We’re so interested in the future of AI and can’t wait for everyone else to be as interested in it, too. Our biggest issue is that we’re on the wrong side of the chasm. The majority are still crossing their arms, shaking their heads, and wondering when this fad’s moment will end.

I even checked my assumption. I did a quick (and very unscientific) survey of my network to find out how, if, and why they were playing with AI and the potential they saw in the future. While I didn’t directly use Moore’s nomenclature with them (everyone likes to call themselves a visionary; it’s a problem), I did map how they answered the questions back to Moore’s categories. Here are the results.

  • Visionaries – 1%
  • Early Adopters – 6% 
  • Early Majority – 13%
  • Late Majority – 67%
  • Laggarts – 13%

Apply simple math to this, and you’ll see that 93 of 100 people are still in the “wait and see” stage. As cool as you and I might think it might be, AI has yet to truly cross the chasm. The majority are nodding politely to us because, like VR and blockchain before it, AI is still “that tech thing” that most people look at and think “meh” rather than “marvelous.”
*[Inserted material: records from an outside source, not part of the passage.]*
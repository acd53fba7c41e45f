// File: crates/plot2d/src/figure.rs
// Summary: Figure struct and headless PNG rendering pipeline using Skia CPU raster surfaces.

use anyhow::Result;
use skia_safe as skia;

use crate::axis::Axis;
use crate::grid::{linspace, GRID_COLS, GRID_ROWS};
use crate::plot::{ErrorBars, Plot2d, PlotKind};
use crate::text::TextShaper;
use crate::theme::Theme;
use crate::types::{Insets, HEIGHT, WIDTH};

/// Marker radius for point-style plots, in pixels.
const MARKER_RADIUS: f32 = 4.0;
/// Marker radius for scatter plots, in pixels.
const SCATTER_RADIUS: f32 = 3.0;
/// Half-length of error bar caps, in pixels.
const ERROR_CAP: f32 = 4.0;
/// Axis label font size.
const LABEL_SIZE: f32 = 15.0;
/// Legend text font size.
const LEGEND_SIZE: f32 = 13.0;

pub struct RenderOptions {
    pub width: i32,
    pub height: i32,
    pub insets: Insets,
    pub theme: Theme,
    /// Disable to skip all text (labels, legend caption) for deterministic
    /// output across font environments.
    pub draw_labels: bool,
}

impl Default for RenderOptions {
    fn default() -> Self {
        Self {
            width: WIDTH,
            height: HEIGHT,
            insets: Insets::default(),
            theme: Theme::light(),
            draw_labels: true,
        }
    }
}

/// One chart: a single plot on a single pair of axes.
pub struct Figure {
    pub plot: Plot2d,
    pub x_axis: Axis,
    pub y_axis: Axis,
}

impl Figure {
    pub fn new(plot: Plot2d) -> Self {
        Self {
            plot,
            x_axis: Axis::default_x(),
            y_axis: Axis::default_y(),
        }
    }

    /// Set axis label text.
    pub fn with_labels(mut self, xlabel: impl Into<String>, ylabel: impl Into<String>) -> Self {
        self.x_axis.label = xlabel.into();
        self.y_axis.label = ylabel.into();
        self
    }

    /// Set display limits from the data with the fixed padding heuristic
    /// (`[0.25*min, 1.25*max]` per axis). Fails on empty data.
    pub fn fit_limits(&mut self) -> Result<(), crate::PlotError> {
        self.x_axis.fit_to(&self.plot.x, "x")?;
        self.y_axis.fit_to(&self.plot.y, "y")?;
        Ok(())
    }

    /// Margins auto-adjusted to this figure's label configuration.
    pub fn tight_insets(&self) -> Insets {
        Insets::tight(!self.x_axis.label.is_empty(), !self.y_axis.label.is_empty())
    }

    /// Render the figure to a PNG at `output_png_path` using a CPU raster surface.
    pub fn render_to_png(
        &self,
        opts: &RenderOptions,
        output_png_path: impl AsRef<std::path::Path>,
    ) -> Result<()> {
        let data = self.render_to_png_bytes(opts)?;
        if let Some(parent) = output_png_path.as_ref().parent() {
            std::fs::create_dir_all(parent)?;
        }
        std::fs::write(output_png_path, data)?;
        Ok(())
    }

    /// Render the figure and return encoded PNG bytes.
    pub fn render_to_png_bytes(&self, opts: &RenderOptions) -> Result<Vec<u8>> {
        let mut surface = self.render_to_surface(opts)?;
        let image = surface.image_snapshot();
        #[allow(deprecated)]
        let data = image
            .encode_to_data(skia::EncodedImageFormat::PNG)
            .ok_or_else(|| anyhow::anyhow!("encode PNG failed"))?;
        Ok(data.as_bytes().to_vec())
    }

    /// Render and read back raw pixels: `(rgba, width, height, row_stride)`.
    pub fn render_to_rgba8(&self, opts: &RenderOptions) -> Result<(Vec<u8>, i32, i32, usize)> {
        let mut surface = self.render_to_surface(opts)?;
        let info = skia::ImageInfo::new(
            (opts.width, opts.height),
            skia::ColorType::RGBA8888,
            skia::AlphaType::Premul,
            None,
        );
        let stride = opts.width as usize * 4;
        let mut pixels = vec![0u8; stride * opts.height as usize];
        if !surface.read_pixels(&info, &mut pixels, stride, (0, 0)) {
            anyhow::bail!("read_pixels failed");
        }
        Ok((pixels, opts.width, opts.height, stride))
    }

    fn render_to_surface(&self, opts: &RenderOptions) -> Result<skia::Surface> {
        self.plot.check_lengths()?;

        // Create raster surface
        let mut surface = skia::surfaces::raster_n32_premul((opts.width, opts.height))
            .ok_or_else(|| anyhow::anyhow!("failed to create raster surface"))?;
        let canvas = surface.canvas();
        let theme = &opts.theme;

        // Background
        canvas.clear(theme.background);

        // Paddings & plot rect
        let plot_left = opts.insets.left as i32;
        let plot_right = opts.width - opts.insets.right as i32;
        let plot_top = opts.insets.top as i32;
        let plot_bottom = opts.height - opts.insets.bottom as i32;

        // Grid & axes frame
        draw_grid(canvas, plot_left, plot_top, plot_right, plot_bottom, theme);
        draw_axes_frame(canvas, plot_left, plot_top, plot_right, plot_bottom, theme);

        // Scale helpers
        let xspan = (self.x_axis.max - self.x_axis.min).max(1e-9);
        let yspan = (self.y_axis.max - self.y_axis.min).max(1e-9);
        let l = plot_left as f32;
        let r = plot_right as f32;
        let t = plot_top as f32;
        let b = plot_bottom as f32;
        let x_min = self.x_axis.min;
        let y_min = self.y_axis.min;
        let sx = move |x: f64| -> f32 { l + ((x - x_min) / xspan) as f32 * (r - l) };
        let sy = move |y: f64| -> f32 { b - ((y - y_min) / yspan) as f32 * (b - t) };

        // Series by style
        match &self.plot.kind {
            PlotKind::Points => {
                draw_markers(canvas, &self.plot, &sx, &sy, MARKER_RADIUS, theme.marker_fill, None);
            }
            PlotKind::Line => {
                draw_polyline(canvas, &self.plot, &sx, &sy, theme);
            }
            PlotKind::PointsWithError(bars) => {
                draw_error_bars(canvas, &self.plot, bars, &sx, &sy, theme);
                draw_markers(
                    canvas,
                    &self.plot,
                    &sx,
                    &sy,
                    MARKER_RADIUS,
                    theme.marker_fill,
                    Some(theme.marker_edge),
                );
            }
            PlotKind::Scatter => {
                draw_markers(canvas, &self.plot, &sx, &sy, SCATTER_RADIUS, theme.scatter_fill, None);
            }
        }

        let shaper = TextShaper::new();

        // Legend: line style only, fixed lower-right corner
        if matches!(self.plot.kind, PlotKind::Line) {
            draw_legend(
                canvas,
                &shaper,
                self.plot.legend_label(),
                plot_right,
                plot_bottom,
                theme,
                opts.draw_labels,
            );
        }

        // Axis labels: x centered below the axis, y at mid-height in the left gutter
        if opts.draw_labels {
            if !self.x_axis.label.is_empty() {
                shaper.draw_centered(
                    canvas,
                    &self.x_axis.label,
                    (l + r) * 0.5,
                    b + 36.0,
                    LABEL_SIZE,
                    theme.axis_label,
                );
            }
            if !self.y_axis.label.is_empty() {
                shaper.draw_left(
                    canvas,
                    &self.y_axis.label,
                    12.0,
                    (t + b) * 0.5,
                    LABEL_SIZE,
                    theme.axis_label,
                );
            }
        }

        Ok(surface)
    }
}

/// Explicit registry of figures, flushed together to numbered PNG files.
#[derive(Default)]
pub struct FigureSet {
    figures: Vec<Figure>,
}

impl FigureSet {
    pub fn new() -> Self {
        Self { figures: Vec::new() }
    }

    pub fn push(&mut self, figure: Figure) {
        self.figures.push(figure);
    }

    pub fn len(&self) -> usize {
        self.figures.len()
    }

    pub fn is_empty(&self) -> bool {
        self.figures.is_empty()
    }

    pub fn figures(&self) -> &[Figure] {
        &self.figures
    }

    /// Render every registered figure to `dir` as `figure_NNN.png`.
    /// With no figures this writes nothing and succeeds.
    pub fn render_all(
        &self,
        opts: &RenderOptions,
        dir: impl AsRef<std::path::Path>,
    ) -> Result<Vec<std::path::PathBuf>> {
        if self.figures.is_empty() {
            return Ok(Vec::new());
        }
        let dir = dir.as_ref();
        std::fs::create_dir_all(dir)?;
        let mut written = Vec::with_capacity(self.figures.len());
        for (i, figure) in self.figures.iter().enumerate() {
            let path = dir.join(format!("figure_{i:03}.png"));
            figure.render_to_png(opts, &path)?;
            written.push(path);
        }
        Ok(written)
    }
}

// ---- helpers ----------------------------------------------------------------

fn draw_grid(canvas: &skia::Canvas, l: i32, t: i32, r: i32, b: i32, theme: &Theme) {
    let mut paint = skia::Paint::default();
    paint.set_color(theme.grid);
    paint.set_anti_alias(true);
    paint.set_stroke_width(1.0);

    // verticals
    for x in linspace(l as f64, r as f64, GRID_COLS) {
        canvas.draw_line((x as f32, t as f32), (x as f32, b as f32), &paint);
    }
    // horizontals
    for y in linspace(t as f64, b as f64, GRID_ROWS) {
        canvas.draw_line((l as f32, y as f32), (r as f32, y as f32), &paint);
    }
}

fn draw_axes_frame(canvas: &skia::Canvas, l: i32, t: i32, r: i32, b: i32, theme: &Theme) {
    let mut axis_paint = skia::Paint::default();
    axis_paint.set_color(theme.axis_line);
    axis_paint.set_anti_alias(true);
    axis_paint.set_stroke_width(1.5);

    // X and Y axis lines
    canvas.draw_line((l as f32, b as f32), (r as f32, b as f32), &axis_paint);
    canvas.draw_line((l as f32, t as f32), (l as f32, b as f32), &axis_paint);
}

fn draw_markers(
    canvas: &skia::Canvas,
    plot: &Plot2d,
    sx: &impl Fn(f64) -> f32,
    sy: &impl Fn(f64) -> f32,
    radius: f32,
    fill: skia::Color,
    edge: Option<skia::Color>,
) {
    let mut paint = skia::Paint::default();
    paint.set_anti_alias(true);
    paint.set_style(skia::paint::Style::Fill);
    paint.set_color(fill);

    let mut edge_paint = edge.map(|color| {
        let mut p = skia::Paint::default();
        p.set_anti_alias(true);
        p.set_style(skia::paint::Style::Stroke);
        p.set_stroke_width(1.0);
        p.set_color(color);
        p
    });

    for (&x, &y) in plot.x.iter().zip(plot.y.iter()) {
        let px = sx(x);
        let py = sy(y);
        if !px.is_finite() || !py.is_finite() {
            continue;
        }
        canvas.draw_circle((px, py), radius, &paint);
        if let Some(p) = edge_paint.as_mut() {
            canvas.draw_circle((px, py), radius, p);
        }
    }
}

fn draw_polyline(
    canvas: &skia::Canvas,
    plot: &Plot2d,
    sx: &impl Fn(f64) -> f32,
    sy: &impl Fn(f64) -> f32,
    theme: &Theme,
) {
    if plot.x.len() < 2 {
        return;
    }

    let mut path = skia::Path::new();
    path.move_to((sx(plot.x[0]), sy(plot.y[0])));
    for (&x, &y) in plot.x.iter().zip(plot.y.iter()).skip(1) {
        path.line_to((sx(x), sy(y)));
    }

    let mut stroke = skia::Paint::default();
    stroke.set_anti_alias(true);
    stroke.set_style(skia::paint::Style::Stroke);
    stroke.set_stroke_width(2.0);
    stroke.set_color(theme.line_stroke);

    canvas.draw_path(&path, &stroke);
}

fn draw_error_bars(
    canvas: &skia::Canvas,
    plot: &Plot2d,
    bars: &ErrorBars,
    sx: &impl Fn(f64) -> f32,
    sy: &impl Fn(f64) -> f32,
    theme: &Theme,
) {
    let mut paint = skia::Paint::default();
    paint.set_anti_alias(true);
    paint.set_style(skia::paint::Style::Stroke);
    paint.set_stroke_width(1.0);
    paint.set_color(theme.error_bar);

    for i in 0..plot.x.len().min(bars.xerr.len()).min(bars.yerr.len()) {
        let x = plot.x[i];
        let y = plot.y[i];
        let x0 = sx(x - bars.xerr[i]);
        let x1 = sx(x + bars.xerr[i]);
        let y0 = sy(y - bars.yerr[i]);
        let y1 = sy(y + bars.yerr[i]);
        let px = sx(x);
        let py = sy(y);
        if ![x0, x1, y0, y1, px, py].iter().all(|v| v.is_finite()) {
            continue;
        }
        // Horizontal bar and caps
        canvas.draw_line((x0, py), (x1, py), &paint);
        canvas.draw_line((x0, py - ERROR_CAP), (x0, py + ERROR_CAP), &paint);
        canvas.draw_line((x1, py - ERROR_CAP), (x1, py + ERROR_CAP), &paint);
        // Vertical bar and caps
        canvas.draw_line((px, y0), (px, y1), &paint);
        canvas.draw_line((px - ERROR_CAP, y0), (px + ERROR_CAP, y0), &paint);
        canvas.draw_line((px - ERROR_CAP, y1), (px + ERROR_CAP, y1), &paint);
    }
}

fn draw_legend(
    canvas: &skia::Canvas,
    shaper: &TextShaper,
    label: &str,
    plot_right: i32,
    plot_bottom: i32,
    theme: &Theme,
    draw_text: bool,
) {
    let swatch = 18.0f32;
    let pad = 8.0f32;
    let text_w = if draw_text { shaper.measure_width(label, LEGEND_SIZE) } else { 0.0 };
    let box_w = swatch + pad * 3.0 + text_w;
    let box_h = 24.0f32;
    let right = plot_right as f32 - 12.0;
    let bottom = plot_bottom as f32 - 12.0;
    let rect = skia::Rect::from_ltrb(right - box_w, bottom - box_h, right, bottom);

    let mut fill = skia::Paint::default();
    fill.set_anti_alias(true);
    fill.set_style(skia::paint::Style::Fill);
    fill.set_color(theme.legend_fill);
    canvas.draw_rect(rect, &fill);

    let mut border = skia::Paint::default();
    border.set_anti_alias(true);
    border.set_style(skia::paint::Style::Stroke);
    border.set_stroke_width(1.0);
    border.set_color(theme.legend_border);
    canvas.draw_rect(rect, &border);

    // Swatch line in the series color
    let mut swatch_paint = skia::Paint::default();
    swatch_paint.set_anti_alias(true);
    swatch_paint.set_style(skia::paint::Style::Stroke);
    swatch_paint.set_stroke_width(2.0);
    swatch_paint.set_color(theme.line_stroke);
    let sy_mid = bottom - box_h * 0.5;
    canvas.draw_line(
        (rect.left + pad, sy_mid),
        (rect.left + pad + swatch, sy_mid),
        &swatch_paint,
    );

    if draw_text {
        shaper.draw_left(
            canvas,
            label,
            rect.left + pad * 2.0 + swatch,
            sy_mid + LEGEND_SIZE * 0.4,
            LEGEND_SIZE,
            theme.legend_text,
        );
    }
}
What’s more interesting about the future of AI are conversations like the one Nilay Patel had with Verge features editor Sarah Jeong about the lawsuits between the biggest AI players like OpenAI and media juggernauts like the New York Times. They suggested that these lawsuits could be “ a potential extinction-level event for the modern AI industry on the level of what Napster and fellow file-sharing sites were facing in the early 2000s. And as we know from history, the copyright rulings from the file sharing age made entire companies disappear, and copyright was changed forever.” Copyright law might eliminate the opportunity to cross any chasm.

The law aside, we forget the importance of making things easy. While I’m surprised and delighted with how easy AI is to use. It’s not easy enough. Or at least the 93 think so. 

We forget that while I was running around Austin becoming an expert in potential, AOL was quietly shipping out CDs – estimates say about 1 billion mailed – to help us all get online. At its peak (and yes, their decline is a whole other story), it had 30 million subscribers and was worth a market capitalization of more than $200 Billion. How? 

  • They made it easy for people to see the potential – just pop in the disc and voila!
  • They created a momentum catalyst – CDs in the mail.
  • They didn’t oversell – “You’ve got mail.”

We’ve seen this pattern repeat with Facebook.

  • They made it easy for people to see the potential – an invitation from a friend.
  • They created a momentum catalyst – here’s your feed.
  • They didn’t oversell – add your friend.

And with Amazon.

  • They made it easy for people to see the potential – buy a book.
  • They created a momentum catalyst – we have more than books.
  • They didn’t oversell – we make it easy for you to buy anything.

While Napster died on the copywrite vine, it opened the door of opportunity for Pandora and Spotify to change the face of music forever. They made music discovery easy, created a momentum catalyst, and didn’t oversell.

Each of these examples shows the early majority the simple path to potential, and it’s not until that step happens that the world changes.

So today, as we stand on the precipice of another technological transformation, the question remains: which idea will help the majority see the full potential of AI? Even with the simple interface of OpenAI’s ChatGPT, the AI space still feels closer to a 1990s IRC chat room than AOL’s Instant Messenger. Midjourney makes me clap my hands with delight, but does your neighbor understand how to set up a Discord server?

With emerging technologies and ideas, transformation only happens when we make potential tangible and accessible. When it shifts in from fad to framework, and that starts by making its tale of potential easy for everyone to realize and creating a simple path to follow.

Who or which company will create the simple path to potential for AI? I don’t think it’s happened yet. Nor do my 93 friends.